Research began with a quantitative SurveyMonkey questionnaire emailed to participants, followed by qualitative phone interviews. This approach revealed user behaviors, uncovered key themes, and measured overall satisfaction. A notable insight was the recurring pattern of clinicians using multiple tabs to manage and organize their upcoming appointments.

Task Flow

Early in the project, the multiple-patient task flow was redefined to better support how clinicians prepare for upcoming visits. Clarifying key steps and decision points created a more intuitive, repeatable sequence that reduces cognitive load and improves speed.
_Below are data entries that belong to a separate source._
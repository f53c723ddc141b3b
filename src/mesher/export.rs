//! Triangle soup to indexed mesh with vertex welding.

use std::collections::HashMap;

use serde::Serialize;

use crate::geom::{Point3, Tolerance, Vec3};

use super::elements::Triangle;

#[derive(Debug, Clone, Default, PartialEq, Serialize)]
pub struct IndexedMesh {
    pub positions: Vec<[f64; 3]>,
    /// Per-vertex normals, averaged over the welded nodes.
    pub normals: Vec<[f64; 3]>,
    /// Three indices per triangle, wound like the source triangles.
    pub indices: Vec<u32>,
}

type CellKey = (i64, i64, i64);

fn quantize(value: f64, inv: f64) -> i64 {
    (value * inv)
        .floor()
        .clamp(i64::MIN as f64, i64::MAX as f64) as i64
}

fn cell_key(p: Point3, inv: f64) -> Option<CellKey> {
    p.is_finite()
        .then(|| (quantize(p.x, inv), quantize(p.y, inv), quantize(p.z, inv)))
}

impl IndexedMesh {
    /// Builds the mesh, merging nodes closer than `tol`. Null triangles are
    /// skipped. Returns the mesh and the number of welded nodes.
    #[must_use]
    pub fn from_triangles(triangles: &[Triangle], tol: Tolerance) -> (Self, usize) {
        let weld = tol.eps.is_finite() && tol.eps > 0.0;
        let inv = if weld { 1.0 / tol.eps } else { 0.0 };

        let mut buckets: HashMap<CellKey, Vec<u32>> = HashMap::new();
        let mut points: Vec<Point3> = Vec::new();
        let mut normal_sums: Vec<Vec3> = Vec::new();
        let mut indices = Vec::with_capacity(triangles.len() * 3);
        let mut welded = 0;

        for tri in triangles.iter().filter(|t| !t.is_null()) {
            for node in tri.vertices() {
                let key = if weld { cell_key(node.position, inv) } else { None };
                let found = key.and_then(|key| {
                    neighbour_cells(key)
                        .filter_map(|cell| buckets.get(&cell))
                        .flatten()
                        .copied()
                        .find(|&i| points[i as usize].distance_to(node.position) <= tol.eps)
                });

                let index = if let Some(i) = found {
                    welded += 1;
                    normal_sums[i as usize] = normal_sums[i as usize] + node.normal;
                    i
                } else {
                    let i = u32::try_from(points.len()).unwrap_or(u32::MAX);
                    points.push(node.position);
                    normal_sums.push(node.normal);
                    if let Some(key) = key {
                        buckets.entry(key).or_default().push(i);
                    }
                    i
                };
                indices.push(index);
            }
        }

        let mesh = Self {
            positions: points.iter().map(|p| p.to_array()).collect(),
            normals: normal_sums
                .into_iter()
                .map(|n| n.normalized().unwrap_or(Vec3::ZERO).to_array())
                .collect(),
            indices,
        };
        (mesh, welded)
    }

    #[must_use]
    pub fn vertex_count(&self) -> usize {
        self.positions.len()
    }

    #[must_use]
    pub fn triangle_count(&self) -> usize {
        self.indices.len() / 3
    }

    /// Undirected edges used by exactly one triangle.
    #[must_use]
    pub fn boundary_edge_count(&self) -> usize {
        let mut uses: HashMap<(u32, u32), usize> = HashMap::new();
        for tri in self.indices.chunks_exact(3) {
            for k in 0..3 {
                let (a, b) = (tri[k], tri[(k + 1) % 3]);
                *uses.entry((a.min(b), a.max(b))).or_default() += 1;
            }
        }
        uses.values().filter(|&&n| n == 1).count()
    }

    pub fn validate(&self) -> Result<(), String> {
        if self.indices.len() % 3 != 0 {
            return Err(format!("index count {} is not a multiple of 3", self.indices.len()));
        }
        if self.normals.len() != self.positions.len() {
            return Err("normal and position counts differ".to_string());
        }
        if let Some(bad) = self
            .indices
            .iter()
            .find(|&&i| i as usize >= self.positions.len())
        {
            return Err(format!("index {bad} out of range"));
        }
        Ok(())
    }
}

fn neighbour_cells(key: CellKey) -> impl Iterator<Item = CellKey> {
    (-1i64..=1).flat_map(move |dx| {
        (-1i64..=1).flat_map(move |dy| (-1i64..=1).map(move |dz| (key.0 + dx, key.1 + dy, key.2 + dz)))
    })
}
Structured tab navigation allows quick transitions between patients while keeping information clearly separated, reinforcing accuracy, organization, and overall efficiency.

Usability study

Thorough, analytical, user-centered, iterative, data-driven, evaluative, systematic, diagnostic, insightful, detailed, research-based, informative, effective, and thoughtfully refined.

The mixed-methods study revealed four key issues: 1. navigation difficulties with excessive clicks and chart switching, 2. high cognitive load from overwhelming information, telehealth-specific gaps including 3. disconnected video workflows and limited multitasking, and 4. efficiency breakdowns such as slow load times, repetitive actions, and minimal customization. The high-fidelity prototype was updated accordingly, refining design elements to align with project requirements and user feedback.

Responsive Paper and Lo-Fi wireframes

Initial concepts, sketches, layout drafts, basic visual representations, exploration, ideation, simplicity, flexibility.

Lo-Fi prototype

Initial sketches, early concepts, basic models, preliminary layouts, user insights, iterative refinement, and foundational designs.

Brand Style Sheet/Guide

This brand style was developed to define the visual and verbal identity, ensuring consistency across platforms. It guides typography, colors, logos, imagery, and layout, communicates brand tone, improves efficiency, and supports scalable, cohesive design, helping all materials reflect the brand professionally and maintain a unified, recognizable presence.

Full-size mock-up

The final design solution is taking shape, and these visuals helped clarify and solidify the overall direction. Subsequent screens follow a cohesive design system, applying consistent patterns, typography, color palettes, and layout structure. Key themes include customizable filters, market-based color coding, light and dark modes, and the ability to mark segments as complete.

Hi-Fi prototype

Extensive, perceptive, iterative, user-oriented, informative, evaluative, analytical, interactive, methodical, meticulous, empirical, diagnostic, user-centric, detailed, efficient.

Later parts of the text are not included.